Early chemical enrichment of the universe and the role of very massive population III stars

In this paper the role of very massive population III (pop III) stars in the chemical enrichment of the early universe is discussed. We first compare our predictions with the abundance ratios measured in the high‐redshift Lyman‐α forest to check whether they are compatible with the values predicted by assuming that the early universe was enriched by massive pop III stars. We conclude that to explain the observed C/Si ratio in the intergalactic medium, a contribution from pop II stars to carbon enrichment is necessary, already at redshift z = 5 . We then evaluate the number of pair‐instability supernovae (SN γγ ) required to enrich the universe to the critical metallicity Z cr , i.e. the metallicity value which causes the transition from a very massive star regime ( m > 100  M ⊙ ) to a lower mass regime, similar to the one characteristic of the present time ( m < 100 M ⊙ ) . It is found that between 110 and 115 SN γγ are sufficient to chemically enrich a cubic megaparsec of the intergalactic medium at high redshift for a variety of initial mass functions.
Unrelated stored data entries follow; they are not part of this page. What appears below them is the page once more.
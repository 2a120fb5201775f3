use std::collections::HashSet;

use vector_map::VecMap;

use crate::{
    distribution::WeightedDistribution,
    error::{GrammarError, Warning},
};

use super::node::{NodeArena, NodeId, NodeKind};

type ValidateResult = Result<Vec<Warning>, GrammarError>;

/// Post-parse pass: resolves rule references, checks cut placement and
/// precomputes the generator's choice distributions.
pub fn validate_grammar(nodes: &mut NodeArena, rules: &VecMap<String, NodeId>) -> ValidateResult {
    let checks = [resolve_names, check_cuts, finalize_alternatives];

    let mut warnings = vec![];
    for check in checks {
        warnings.extend(check(nodes, rules)?);
    }

    Ok(warnings)
}

fn resolve_names(nodes: &mut NodeArena, rules: &VecMap<String, NodeId>) -> ValidateResult {
    let ids = nodes.ids().collect::<Vec<_>>();

    for id in ids {
        let position = nodes[id].position;
        let NodeKind::NonTerminal { rule, target } = &mut nodes[id].kind else {
            continue;
        };

        match rules.get(rule.as_str()) {
            Some(expression) => *target = Some(*expression),
            None => {
                return Err(GrammarError::Link {
                    position,
                    rule: rule.clone(),
                })
            }
        }
    }

    Ok(vec![])
}

fn check_cuts(nodes: &mut NodeArena, _rules: &VecMap<String, NodeId>) -> ValidateResult {
    let warnings = nodes
        .ids()
        .filter(|id| matches!(nodes[*id].kind, NodeKind::Cut))
        .filter(|id| {
            let mut ancestor = nodes[*id].parent;
            while let Some(parent) = ancestor {
                if nodes[parent].is_alternative() {
                    return false;
                }
                ancestor = nodes[parent].parent;
            }
            true
        })
        .map(|id| Warning {
            position: nodes[id].position,
            message: "cut has no enclosing alternative in its rule".to_string(),
        })
        .collect();

    Ok(warnings)
}

/// Rules whose expansion can never reach a rule reference cycle. Grows the set
/// until every rule left out references some rule also left out.
fn finite_rules(nodes: &NodeArena, rules: &VecMap<String, NodeId>) -> HashSet<NodeId> {
    let references = rules
        .iter()
        .map(|(_, id)| (*id, nodes.referenced_rules(*id)))
        .collect::<Vec<_>>();

    let mut finite = HashSet::new();
    loop {
        let before = finite.len();
        for (rule, targets) in &references {
            if targets.iter().all(|target| finite.contains(target)) {
                finite.insert(*rule);
            }
        }
        if finite.len() == before {
            return finite;
        }
    }
}

fn finalize_alternatives(nodes: &mut NodeArena, rules: &VecMap<String, NodeId>) -> ValidateResult {
    let finite = finite_rules(nodes, rules);
    nodes.set_finite_rules(finite);
    let ids = nodes.ids().collect::<Vec<_>>();

    for id in ids {
        let NodeKind::Alternative(alternation) = &nodes[id].kind else {
            continue;
        };

        let positions = (0..alternation.children.len()).collect::<Vec<_>>();
        let escapes = alternation
            .children
            .iter()
            .enumerate()
            .map(|(i, child)| {
                let weight = if nodes.is_potentially_recursive(*child) {
                    0.0
                } else {
                    1.0
                };
                (i, weight)
            })
            .collect::<Vec<_>>();

        let non_recursive = WeightedDistribution::new(escapes).map_err(|e| {
            GrammarError::parse(nodes[id].position, format!("invalid alternative ({e})"))
        })?;

        if let NodeKind::Alternative(alternation) = &mut nodes[id].kind {
            alternation.weights = WeightedDistribution::uniform(positions);
            alternation.non_recursive = non_recursive;
        }
    }

    Ok(vec![])
}

#[cfg(test)]
mod tests {
    use crate::grammar::parse::parse_source;

    use super::*;

    fn validate(source: &str) -> (NodeArena, ValidateResult) {
        let mut parsed = parse_source(source).unwrap();
        let result = validate_grammar(&mut parsed.nodes, &parsed.rules);
        (parsed.nodes, result)
    }

    #[test]
    fn unresolved_reference_names_the_rule() {
        let (_, result) = validate("A ::= B");
        match result {
            Err(GrammarError::Link { rule, position }) => {
                assert_eq!(rule, "B");
                assert_eq!(position.to_string(), "1:7");
            }
            other => panic!("expected link error, got {other:?}"),
        }
    }

    #[test]
    fn references_resolve_to_expressions() {
        let (nodes, result) = validate("A ::= B B ::= \"b\"");
        assert!(result.unwrap().is_empty());

        let targets = nodes
            .ids()
            .filter_map(|id| match &nodes[id].kind {
                NodeKind::NonTerminal { target, .. } => Some(target.unwrap()),
                _ => None,
            })
            .collect::<Vec<_>>();

        assert_eq!(targets.len(), 1);
        assert!(matches!(
            &nodes[targets[0]].kind,
            NodeKind::Expression { rule, .. } if rule == "B"
        ));
    }

    #[test]
    fn cut_outside_alternative_warns() {
        let (_, result) = validate("A ::= \"a\" ~ \"b\"");
        let warnings = result.unwrap();
        assert_eq!(warnings.len(), 1);
        assert!(warnings[0].message.contains("cut"));

        let (_, result) = validate("A ::= (\"a\" ~ \"b\") | \"c\"");
        assert!(result.unwrap().is_empty());
    }

    #[test]
    fn alternatives_get_escape_distributions() {
        let (nodes, result) = validate("A ::= (\"(\" A \")\") | \"x\" | A");
        result.unwrap();

        let alternation = nodes
            .ids()
            .find_map(|id| match &nodes[id].kind {
                NodeKind::Alternative(alternation) => Some(alternation.clone()),
                _ => None,
            })
            .unwrap();

        assert_eq!(alternation.weights.items(), &[0, 1, 2]);
        assert!(alternation.non_recursive.is_viable());

        let mut rng = rand::thread_rng();
        for _ in 0..100 {
            assert_eq!(alternation.non_recursive.sample(&mut rng), Some(&1));
        }
    }

    #[test]
    fn references_to_terminating_rules_are_escapes() {
        let (nodes, result) = validate(
            r#"
            Factor ::= Number | ("(" Factor ")")
            Number ::= [0-9]
            "#,
        );
        result.unwrap();

        let alternation = nodes
            .ids()
            .find_map(|id| match &nodes[id].kind {
                NodeKind::Alternative(alternation) => Some(alternation.clone()),
                _ => None,
            })
            .unwrap();

        let mut rng = rand::thread_rng();
        for _ in 0..100 {
            assert_eq!(alternation.non_recursive.sample(&mut rng), Some(&0));
        }
    }

    #[test]
    fn rules_leading_into_a_cycle_are_not_finite() {
        let mut parsed = parse_source(
            r#"
            Top   ::= Inner "!"
            Inner ::= ("[" Inner "]") | Leaf
            Leaf  ::= "x" Digit?
            Digit ::= [0-9]
            "#,
        )
        .unwrap();
        resolve_names(&mut parsed.nodes, &parsed.rules).unwrap();

        let finite = finite_rules(&parsed.nodes, &parsed.rules);
        let rule = |name: &str| *parsed.rules.get(name).unwrap();

        assert!(finite.contains(&rule("Leaf")));
        assert!(finite.contains(&rule("Digit")));
        assert!(!finite.contains(&rule("Inner")));
        assert!(!finite.contains(&rule("Top")));
    }
}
The number of ionizing photons provided by these SN γγ and also by the pop III stars ending as black holes was computed and we conclude that there are not enough photons to reionize the universe, being down by at least a factor of ∼3. Finally, we calculate the abundance ratios generated by pop III stars and compare them with the ones observed in low‐metallicity damped Lyman‐α systems (DLAs). We suggest that pop III stars alone cannot be responsible for the abundance ratios in these objects and that intermediate mass pop II stars must have played an important role especially in enriching DLAs in nitrogen.